Another area that will benefit is RaaS, where the broad modular narrative will encourage more protocols to adopt Rollup, similar to how SaaS (Software as a Service) transformed traditional Internet services. The business model of RaaS is clear: they charge service fees from the agreement. Provide stronger business development with cheaper prices and better services, thereby gaining more market share. Furthermore, their success is closely tied to the ecosystem in which they operate, so it is likely to see them expand into multiple ecosystems.
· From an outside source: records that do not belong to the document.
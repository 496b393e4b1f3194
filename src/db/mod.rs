mod schema;

use std::path::PathBuf;
use std::sync::{Arc, Mutex};

use anyhow::Result;
use chrono::{DateTime, SecondsFormat, SubsecRound, Utc};
use rusqlite::{Connection, OptionalExtension, Row};

use crate::models::*;

const PAGE_COLUMNS: &str = "id, title, latest_revision_id, created_at";
const REVISION_COLUMNS: &str = "id, page_id, content, comment, author, timestamp";

/// SQLite-backed wiki store: pages and their append-only revisions.
pub struct Database {
    conn: Arc<Mutex<Connection>>,
}

impl Database {
    pub fn open(path: PathBuf) -> Result<Self> {
        let parent = path
            .parent()
            .ok_or_else(|| anyhow::anyhow!("Database path has no parent directory"))?;
        std::fs::create_dir_all(parent)?;
        let conn = Connection::open(&path)?;
        conn.pragma_update(None, "journal_mode", "WAL")?;
        conn.pragma_update(None, "foreign_keys", "ON")?;
        Ok(Self {
            conn: Arc::new(Mutex::new(conn)),
        })
    }

    pub fn default_path() -> Result<PathBuf> {
        let dirs = directories::ProjectDirs::from("", "", "memento")
            .ok_or_else(|| anyhow::anyhow!("Could not determine data directory"))?;
        Ok(dirs.data_dir().join("memento.db"))
    }

    pub fn open_default() -> Result<Self> {
        Self::open(Self::default_path()?)
    }

    pub fn open_memory() -> Result<Self> {
        let conn = Connection::open_in_memory()?;
        conn.pragma_update(None, "foreign_keys", "ON")?;
        Ok(Self {
            conn: Arc::new(Mutex::new(conn)),
        })
    }

    pub fn migrate(&self) -> Result<()> {
        let conn = self.conn.lock().expect("database lock poisoned");
        schema::run_migrations(&conn)
    }

    // ============================================================
    // Page operations
    // ============================================================

    pub fn get_all_pages(&self) -> Result<Vec<Page>> {
        let conn = self.conn.lock().expect("database lock poisoned");
        let mut stmt = conn.prepare(&format!(
            "SELECT {} FROM pages ORDER BY title",
            PAGE_COLUMNS
        ))?;

        let pages = stmt
            .query_map([], page_from_row)?
            .collect::<Result<Vec<_>, _>>()?;

        Ok(pages)
    }

    pub fn get_page(&self, id: i64) -> Result<Option<Page>> {
        let conn = self.conn.lock().expect("database lock poisoned");
        let page = conn
            .query_row(
                &format!("SELECT {} FROM pages WHERE id = ?", PAGE_COLUMNS),
                [id],
                page_from_row,
            )
            .optional()?;
        Ok(page)
    }

    pub fn get_page_by_title(&self, title: &Title) -> Result<Option<Page>> {
        let conn = self.conn.lock().expect("database lock poisoned");
        let page = conn
            .query_row(
                &format!("SELECT {} FROM pages WHERE title = ?", PAGE_COLUMNS),
                [title.key()],
                page_from_row,
            )
            .optional()?;
        Ok(page)
    }

    /// Create a page together with its first revision.
    pub fn create_page(&self, input: CreatePageInput) -> Result<(Page, Revision)> {
        let mut conn = self.conn.lock().expect("database lock poisoned");
        let tx = conn.transaction()?;
        let now = Utc::now().trunc_subsecs(0);
        let timestamp = input.timestamp.map(|t| t.trunc_subsecs(0)).unwrap_or(now);

        let exists: bool = tx.query_row(
            "SELECT EXISTS(SELECT 1 FROM pages WHERE title = ?)",
            [input.title.key()],
            |row| row.get(0),
        )?;
        if exists {
            anyhow::bail!("Page {} already exists", input.title);
        }

        tx.execute(
            "INSERT INTO pages (namespace, title, created_at) VALUES (?, ?, ?)",
            (
                input.title.namespace(),
                input.title.key(),
                format_timestamp(timestamp),
            ),
        )?;
        let page_id = tx.last_insert_rowid();

        tx.execute(
            "INSERT INTO revisions (page_id, content, comment, author, timestamp)
             VALUES (?, ?, ?, ?, ?)",
            (
                page_id,
                &input.content,
                &input.comment,
                &input.author,
                format_timestamp(timestamp),
            ),
        )?;
        let revision_id = tx.last_insert_rowid();

        tx.execute(
            "UPDATE pages SET latest_revision_id = ? WHERE id = ?",
            (revision_id, page_id),
        )?;
        tx.commit()?;

        tracing::debug!("Created page {} (revision {})", input.title, revision_id);

        Ok((
            Page {
                id: page_id,
                title: input.title,
                latest_revision_id: revision_id,
                created_at: timestamp,
            },
            Revision {
                id: revision_id,
                page_id,
                content: input.content,
                comment: input.comment,
                author: input.author,
                timestamp,
            },
        ))
    }

    pub fn delete_page(&self, id: i64) -> Result<bool> {
        let conn = self.conn.lock().expect("database lock poisoned");
        let rows = conn.execute("DELETE FROM pages WHERE id = ?", [id])?;
        Ok(rows > 0)
    }

    // ============================================================
    // Revision operations
    // ============================================================

    /// Append a revision. Returns `None` if the page does not exist.
    ///
    /// Revisions are append-only and their timestamps non-decreasing, so a
    /// page's revision ids and timestamps always sort the same way.
    pub fn add_revision(&self, page_id: i64, input: CreateRevisionInput) -> Result<Option<Revision>> {
        let mut conn = self.conn.lock().expect("database lock poisoned");
        let tx = conn.transaction()?;

        let latest: Option<Option<String>> = tx
            .query_row(
                "SELECT r.timestamp FROM pages p
                 LEFT JOIN revisions r ON r.id = p.latest_revision_id
                 WHERE p.id = ?",
                [page_id],
                |row| row.get(0),
            )
            .optional()?;
        let Some(latest) = latest else {
            return Ok(None);
        };

        let timestamp = input
            .timestamp
            .unwrap_or_else(Utc::now)
            .trunc_subsecs(0);
        if let Some(latest) = latest.map(parse_timestamp) {
            if timestamp < latest {
                anyhow::bail!(
                    "Revision timestamp {} must not precede the latest revision ({})",
                    format_timestamp(timestamp),
                    format_timestamp(latest)
                );
            }
        }

        tx.execute(
            "INSERT INTO revisions (page_id, content, comment, author, timestamp)
             VALUES (?, ?, ?, ?, ?)",
            (
                page_id,
                &input.content,
                &input.comment,
                &input.author,
                format_timestamp(timestamp),
            ),
        )?;
        let id = tx.last_insert_rowid();

        tx.execute(
            "UPDATE pages SET latest_revision_id = ? WHERE id = ?",
            (id, page_id),
        )?;
        tx.commit()?;

        Ok(Some(Revision {
            id,
            page_id,
            content: input.content,
            comment: input.comment,
            author: input.author,
            timestamp,
        }))
    }

    pub fn get_revision(&self, id: i64) -> Result<Option<Revision>> {
        let conn = self.conn.lock().expect("database lock poisoned");
        let revision = conn
            .query_row(
                &format!("SELECT {} FROM revisions WHERE id = ?", REVISION_COLUMNS),
                [id],
                revision_from_row,
            )
            .optional()?;
        Ok(revision)
    }

    /// All revisions of a page, oldest first; ties keep insertion order.
    pub fn get_revisions(&self, page_id: i64) -> Result<Vec<Revision>> {
        let conn = self.conn.lock().expect("database lock poisoned");
        let mut stmt = conn.prepare(&format!(
            "SELECT {} FROM revisions WHERE page_id = ? ORDER BY timestamp, id",
            REVISION_COLUMNS
        ))?;

        let revisions = stmt
            .query_map([page_id], revision_from_row)?
            .collect::<Result<Vec<_>, _>>()?;

        Ok(revisions)
    }

    pub fn get_page_history(&self, title: &Title) -> Result<Option<PageHistory>> {
        let Some(page) = self.get_page_by_title(title)? else {
            return Ok(None);
        };
        let revisions = self.get_revisions(page.id)?;
        Ok(Some(PageHistory { page, revisions }))
    }
}

impl Clone for Database {
    fn clone(&self) -> Self {
        Self {
            conn: self.conn.clone(),
        }
    }
}

fn page_from_row(row: &Row<'_>) -> rusqlite::Result<Page> {
    let title: String = row.get(1)?;
    Ok(Page {
        id: row.get(0)?,
        title: Title::parse(&title).map_err(|e| {
            rusqlite::Error::FromSqlConversionFailure(1, rusqlite::types::Type::Text, Box::new(e))
        })?,
        latest_revision_id: row.get::<_, Option<i64>>(2)?.unwrap_or_default(),
        created_at: parse_timestamp(row.get::<_, String>(3)?),
    })
}

fn revision_from_row(row: &Row<'_>) -> rusqlite::Result<Revision> {
    Ok(Revision {
        id: row.get(0)?,
        page_id: row.get(1)?,
        content: row.get(2)?,
        comment: row.get(3)?,
        author: row.get(4)?,
        timestamp: parse_timestamp(row.get::<_, String>(5)?),
    })
}

/// Second-precision RFC 3339 in UTC, so stored timestamps sort as text.
fn format_timestamp(timestamp: DateTime<Utc>) -> String {
    timestamp.to_rfc3339_opts(SecondsFormat::Secs, true)
}

fn parse_timestamp(s: String) -> DateTime<Utc> {
    DateTime::parse_from_rfc3339(&s)
        .map(|dt| dt.with_timezone(&Utc))
        .unwrap_or_else(|_| Utc::now())
}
• Opportunity #7: Modular layer

- 7.1 Partial layers built for the Ethereum ecosystem.

- Execution layer: Rollup

- Settlement layer: Risc0, Mina

- Data availability layer: Celestia, EthStorage, Zero Gravity

- 7.2 Partial layers built for modular storytelling.

- Execution layer: Fuel

- Settlement layer

• Opportunity #8: RaaS tools tightly tied to the ecosystem.

to be continued

So far, we’ve extensively discussed the concept of modular storytelling powered by Ethereum and explored the underlying realities behind this interesting name. Given Ethereum’s status as the largest smart contract platform, compliance with market regulations is crucial. However, it is important not to limit itself to its narrative, as the internet represents a much larger market than cryptocurrencies. If the crypto industry aims to achieve widespread adoption, it is inevitable that other players will emerge in this market. In our upcoming articles, we will delve into the vast world of smart contract platforms.